Back on the singles chart, the highest charting new single outside the Top 10 is It's Not The End Of The World But I Can See It From Here from Lostprophets which made its radio premiere as far back as August but only now is granted a proper store release. It is the first track lifted from forthcoming new album The Betrayed which perhaps sensibly is avoiding the end of year rush and will instead hit the shops in the new year sometime. For the moment the group can be satisfied with one of the biggest hit singles for some time, their highest charting release since Rooftops (A Liberation Broadcast) leapt to Number 8 in June 2006. [For those keeping track, this was the point at which Ian Watkins abandoned entirely the almost puritanical clean-living lifestyle he and the group had espoused and began moving into the rather darker areas which would lead to his very public downfall].
Also new at Number 20 is Mr Hudson with their new single White Lies.
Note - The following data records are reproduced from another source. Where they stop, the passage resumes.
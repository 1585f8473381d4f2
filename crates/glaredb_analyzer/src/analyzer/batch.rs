use std::fmt;
use std::sync::Arc;

use tracing::{debug, debug_span, trace, warn};

use super::rule::{AnalyzerRule, RuleSelector};
use super::scope::Scope;
use super::{Analyzer, PartialAnalysis};
use crate::context::AnalysisContext;
use crate::errors::AnalyzerError;
use crate::explain::node::ExplainNode;
use crate::logical::operator::LogicalOperator;
use crate::transform::{Transformed, TreeIdentity};

/// How many times a batch runs its rules.
#[derive(Debug, Clone, Copy, PartialEq, Eq)]
pub enum BatchPolicy {
    /// Run every rule a single time.
    Once,
    /// Run the rules repeatedly until the plan stops changing, bounded by the
    /// configured max iterations.
    Fixpoint,
}

/// An ordered group of rules run together.
#[derive(Debug, Clone)]
pub struct Batch {
    pub name: &'static str,
    pub policy: BatchPolicy,
    pub rules: Vec<Arc<dyn AnalyzerRule>>,
}

impl fmt::Display for Batch {
    fn fmt(&self, f: &mut fmt::Formatter<'_>) -> fmt::Result {
        let rules: Vec<_> = self.rules.iter().map(|r| r.id().name()).collect();
        write!(f, "{} ({:?}): {}", self.name, self.policy, rules.join(", "))
    }
}

impl Batch {
    pub fn new(
        name: &'static str,
        policy: BatchPolicy,
        rules: impl IntoIterator<Item = Arc<dyn AnalyzerRule>>,
    ) -> Self {
        Batch {
            name,
            policy,
            rules: rules.into_iter().collect(),
        }
    }

    /// Run this batch over a plan.
    ///
    /// A pass counts as a change only if some rule reported a new tree and the
    /// plan is structurally different from the start of the pass. A fixpoint
    /// batch that's still changing after the max number of passes fails.
    pub fn eval(
        &self,
        analyzer: &Analyzer,
        ctx: &AnalysisContext,
        plan: LogicalOperator,
        scope: &Scope,
        selector: &RuleSelector,
    ) -> Result<Transformed<LogicalOperator>, PartialAnalysis> {
        let max_iterations = match self.policy {
            BatchPolicy::Once => 1,
            BatchPolicy::Fixpoint => analyzer.config().max_iterations,
        };

        let mut plan = plan;
        let mut identity = TreeIdentity::SameTree;

        for iteration in 0..max_iterations {
            let pass = self.eval_once(analyzer, ctx, plan, scope, selector)?;
            let changed =
                pass.identity.is_new() && pass.start.is_some_and(|start| start != pass.plan);
            plan = pass.plan;

            trace!(batch = self.name, iteration, changed, "batch pass");
            if !changed {
                return Ok(Transformed::new(plan, identity));
            }
            identity = TreeIdentity::NewTree;

            if self.policy == BatchPolicy::Once {
                return Ok(Transformed::new(plan, identity));
            }
        }

        warn!(batch = self.name, max_iterations, "batch did not converge");
        Err(PartialAnalysis {
            plan,
            error: AnalyzerError::MaxIterations {
                batch: self.name,
                iterations: max_iterations,
            },
        })
    }

    /// Run every selected rule once, in order.
    ///
    /// The plan as it was before each rule is kept as the partial result if
    /// that rule fails. The copy taken before the first rule doubles as the
    /// start of the pass.
    fn eval_once(
        &self,
        analyzer: &Analyzer,
        ctx: &AnalysisContext,
        mut plan: LogicalOperator,
        scope: &Scope,
        selector: &RuleSelector,
    ) -> Result<Pass, PartialAnalysis> {
        let mut identity = TreeIdentity::SameTree;
        let mut start = None;

        for rule in &self.rules {
            let id = rule.id();
            if !selector.selects(id) {
                continue;
            }
            if let Err(error) = ctx.check_canceled() {
                return Err(PartialAnalysis { plan, error });
            }

            let _span = debug_span!("rule", name = id.name(), depth = scope.depth()).entered();

            let before = plan.clone();
            let transformed = match rule.apply(analyzer, ctx, plan, scope, selector) {
                Ok(transformed) => transformed,
                Err(error) => {
                    debug!(%error, "rule failed");
                    return Err(PartialAnalysis {
                        plan: before,
                        error,
                    });
                }
            };
            if start.is_none() {
                start = Some(before);
            }

            if transformed.is_new() && analyzer.config().log_plan_changes {
                let explain = ExplainNode::new_from_logical_plan(true, &transformed.data);
                debug!(plan = %explain, "rule changed plan");
            }

            identity = identity.and(transformed.identity);
            plan = transformed.data;
        }

        Ok(Pass {
            plan,
            identity,
            start,
        })
    }
}

/// Outcome of a single pass over a batch's rules.
struct Pass {
    plan: LogicalOperator,
    identity: TreeIdentity,
    /// Plan before the first selected rule ran, `None` if no rule ran.
    start: Option<LogicalOperator>,
}
use std::collections::HashMap;
use std::sync::LazyLock;

use serde::{Deserialize, Serialize};

use crate::errors::{AnalyzerError, Result};

/// Default bound on the number of passes a fixpoint batch may take.
pub const DEFAULT_MAX_ITERATIONS: usize = 8;

/// Configuration for the analyzer.
#[derive(Debug, Clone, PartialEq, Eq, Serialize, Deserialize)]
#[serde(default)]
pub struct AnalyzerConfig {
    /// Max number of passes for a fixpoint batch before analysis fails.
    pub max_iterations: usize,
    /// Run the validation batch, failing analysis if the plan isn't fully
    /// resolved.
    pub validate_resolved: bool,
    /// Log the plan after every rule that changes it.
    pub log_plan_changes: bool,
}

impl Default for AnalyzerConfig {
    fn default() -> Self {
        AnalyzerConfig {
            max_iterations: DEFAULT_MAX_ITERATIONS,
            validate_resolved: true,
            log_plan_changes: false,
        }
    }
}

impl AnalyzerConfig {
    /// Decode a config from json. Missing fields take their default values.
    pub fn from_json(s: &str) -> Result<Self> {
        let conf: AnalyzerConfig = serde_json::from_str(s)?;
        MaxIterations::validate_value(conf.max_iterations)?;
        Ok(conf)
    }

    pub fn set_from_str(&mut self, name: &str, value: &str) -> Result<()> {
        let func = get_setting(name)?;
        (func.set)(value, self)
    }

    pub fn get_as_string(&self, name: &str) -> Result<String> {
        let func = get_setting(name)?;
        Ok((func.get)(self))
    }

    /// Reset a single setting to its default.
    pub fn reset(&mut self, name: &str) -> Result<()> {
        let def_conf = Self::default();
        let func = get_setting(name)?;

        let value = (func.get)(&def_conf);
        (func.set)(&value, self)
    }

    pub fn reset_all(&mut self) {
        *self = Self::default();
    }

    /// Names of all settings, sorted.
    pub fn setting_names() -> Vec<&'static str> {
        let mut names: Vec<_> = GET_SET_FUNCTIONS.keys().copied().collect();
        names.sort_unstable();
        names
    }
}

fn get_setting(name: &str) -> Result<&'static SettingFunctions> {
    GET_SET_FUNCTIONS
        .get(name.to_lowercase().as_str())
        .ok_or_else(|| AnalyzerError::UnknownSetting(name.to_string()))
}

struct SettingFunctions {
    set: fn(value: &str, conf: &mut AnalyzerConfig) -> Result<()>,
    get: fn(conf: &AnalyzerConfig) -> String,
}

impl SettingFunctions {
    const fn new<S: AnalyzerSetting>() -> Self {
        SettingFunctions {
            set: S::set_from_str as _,
            get: S::get_as_string as _,
        }
    }
}

fn insert_setting<S: AnalyzerSetting>(map: &mut HashMap<&'static str, SettingFunctions>) {
    let prev = map.insert(S::NAME, SettingFunctions::new::<S>());
    debug_assert!(prev.is_none(), "duplicate setting name: {}", S::NAME);
}

static GET_SET_FUNCTIONS: LazyLock<HashMap<&'static str, SettingFunctions>> = LazyLock::new(|| {
    let mut map = HashMap::new();

    insert_setting::<MaxIterations>(&mut map);
    insert_setting::<ValidateResolved>(&mut map);
    insert_setting::<LogPlanChanges>(&mut map);

    map
});

pub trait AnalyzerSetting: Sync + Send + 'static {
    const NAME: &'static str;

    fn set_from_str(value: &str, conf: &mut AnalyzerConfig) -> Result<()>;
    fn get_as_string(conf: &AnalyzerConfig) -> String;
}

fn parse_bool(name: &'static str, value: &str) -> Result<bool> {
    match value.trim().to_lowercase().as_str() {
        "true" | "on" | "1" => Ok(true),
        "false" | "off" | "0" => Ok(false),
        other => Err(AnalyzerError::InvalidSetting {
            name,
            reason: format!("expected a boolean, got '{other}'"),
        }),
    }
}

pub struct MaxIterations;

impl MaxIterations {
    pub fn validate_value(val: usize) -> Result<()> {
        if val == 0 {
            return Err(AnalyzerError::InvalidSetting {
                name: Self::NAME,
                reason: "must be at least 1".to_string(),
            });
        }
        Ok(())
    }
}

impl AnalyzerSetting for MaxIterations {
    const NAME: &'static str = "max_iterations";

    fn set_from_str(value: &str, conf: &mut AnalyzerConfig) -> Result<()> {
        let val: usize = value
            .trim()
            .parse()
            .map_err(|e| AnalyzerError::InvalidSetting {
                name: Self::NAME,
                reason: format!("{e}"),
            })?;
        Self::validate_value(val)?;

        conf.max_iterations = val;
        Ok(())
    }

    fn get_as_string(conf: &AnalyzerConfig) -> String {
        conf.max_iterations.to_string()
    }
}

pub struct ValidateResolved;

impl AnalyzerSetting for ValidateResolved {
    const NAME: &'static str = "validate_resolved";

    fn set_from_str(value: &str, conf: &mut AnalyzerConfig) -> Result<()> {
        conf.validate_resolved = parse_bool(Self::NAME, value)?;
        Ok(())
    }

    fn get_as_string(conf: &AnalyzerConfig) -> String {
        conf.validate_resolved.to_string()
    }
}

pub struct LogPlanChanges;

impl AnalyzerSetting for LogPlanChanges {
    const NAME: &'static str = "log_plan_changes";

    fn set_from_str(value: &str, conf: &mut AnalyzerConfig) -> Result<()> {
        conf.log_plan_changes = parse_bool(Self::NAME, value)?;
        Ok(())
    }

    fn get_as_string(conf: &AnalyzerConfig) -> String {
        conf.log_plan_changes.to_string()
    }
}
This is the follow-up to the enormously successful Supernova which as if in sympathy dips out of the Top 40 for the first time after a 12 week run during which time it peaked at Number 2. Both tracks are taken from the album Straight No Chaser which is released this week and is more or less assured of a Top 10 placing in seven days time.
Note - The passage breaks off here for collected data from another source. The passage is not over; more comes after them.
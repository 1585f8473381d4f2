use super::operator::{LogicalNode, Node};
use super::schema::ColumnSchema;
use crate::explain::explainable::{ExplainConfig, ExplainEntry, Explainable};

/// Materializes the output of its input on first execution and replays it on
/// every later execution within the same query.
#[derive(Debug, Clone, PartialEq)]
pub struct LogicalCachedResults;

impl Explainable for LogicalCachedResults {
    fn explain_entry(&self, _conf: ExplainConfig) -> ExplainEntry {
        ExplainEntry::new("CachedResults")
    }
}

impl LogicalNode for Node<LogicalCachedResults> {
    fn name(&self) -> &'static str {
        "CachedResults"
    }

    fn output_schema(&self) -> Vec<ColumnSchema> {
        self.get_children_schema()
    }
}
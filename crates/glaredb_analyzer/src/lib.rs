//! Analysis of logical plans containing subqueries.
//!
//! Takes an unresolved plan, binds tables and columns, and analyzes subquery
//! expressions and derived tables as queries of their own within the scope of
//! the query containing them. The resolved plan carries result caching flags
//! and join scope annotations.

pub mod analyzer;
pub mod catalog;
pub mod config;
pub mod context;
pub mod errors;
pub mod explain;
pub mod expr;
pub mod logical;
pub mod transform;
Now we all know better than to underestimate the power of television exposure in helping promote a single, and it is thanks to television commercials that Dominos from The Big Pink makes a much overdue chart entry at Number 29. The atmospheric record will be instantly familiar to anyone who has sat in front of a TV set over the last month, thanks to its use on a series of TV adverts for the Xbox 360. The single has been available since early September but only now finds its sales kickstarted, enough to give the London-based duo their first ever chart single.
Speaking of television, with the live X Factor shows having kicked off last weekend, we can now start playing the chart game of noting which of the songs performed by the contestants can boast the greatest sales leap during the week that follows. Leading the charge by a country mile this week is And I Am Telling You I'm Not Going which was performed by the irritating but early crowd favourite Danyl. Jennifer Hudson's version from the Dreamgirls soundtrack makes a flying leap to Number 32 to become a Top 40 hit for the first time ever. Although one of the signature songs from the musical, the only chart appearance made by the Jennifer Hudson recording was actually just a few weeks ago when it appeared at Number 58 after a rendition by one of the boot camp contenders. By a strange coincidence, it matches the original chart peak from 1982 of Jennifer Holliday's recording from the Original Broadway Cast album. Honours for the second most popular performance appear to go to Stacey whose rendition of The Scientist helps the Coldplay track to Number 59 in its first chart outing since its original 2002 chart run which saw it peak at Number 10.
Based on this formula it is not too unreasonable to expect similar jumps for the songs sung by both performers this weekend, although this is complicated by Danyl having sung a track from the new Whitney album which has only just now been released here and Stacey's performance of At Last apparently currently prompting a sales battle between Beyonce's version from the Cadillac Records soundtrack and the rather more famous version by Etta James.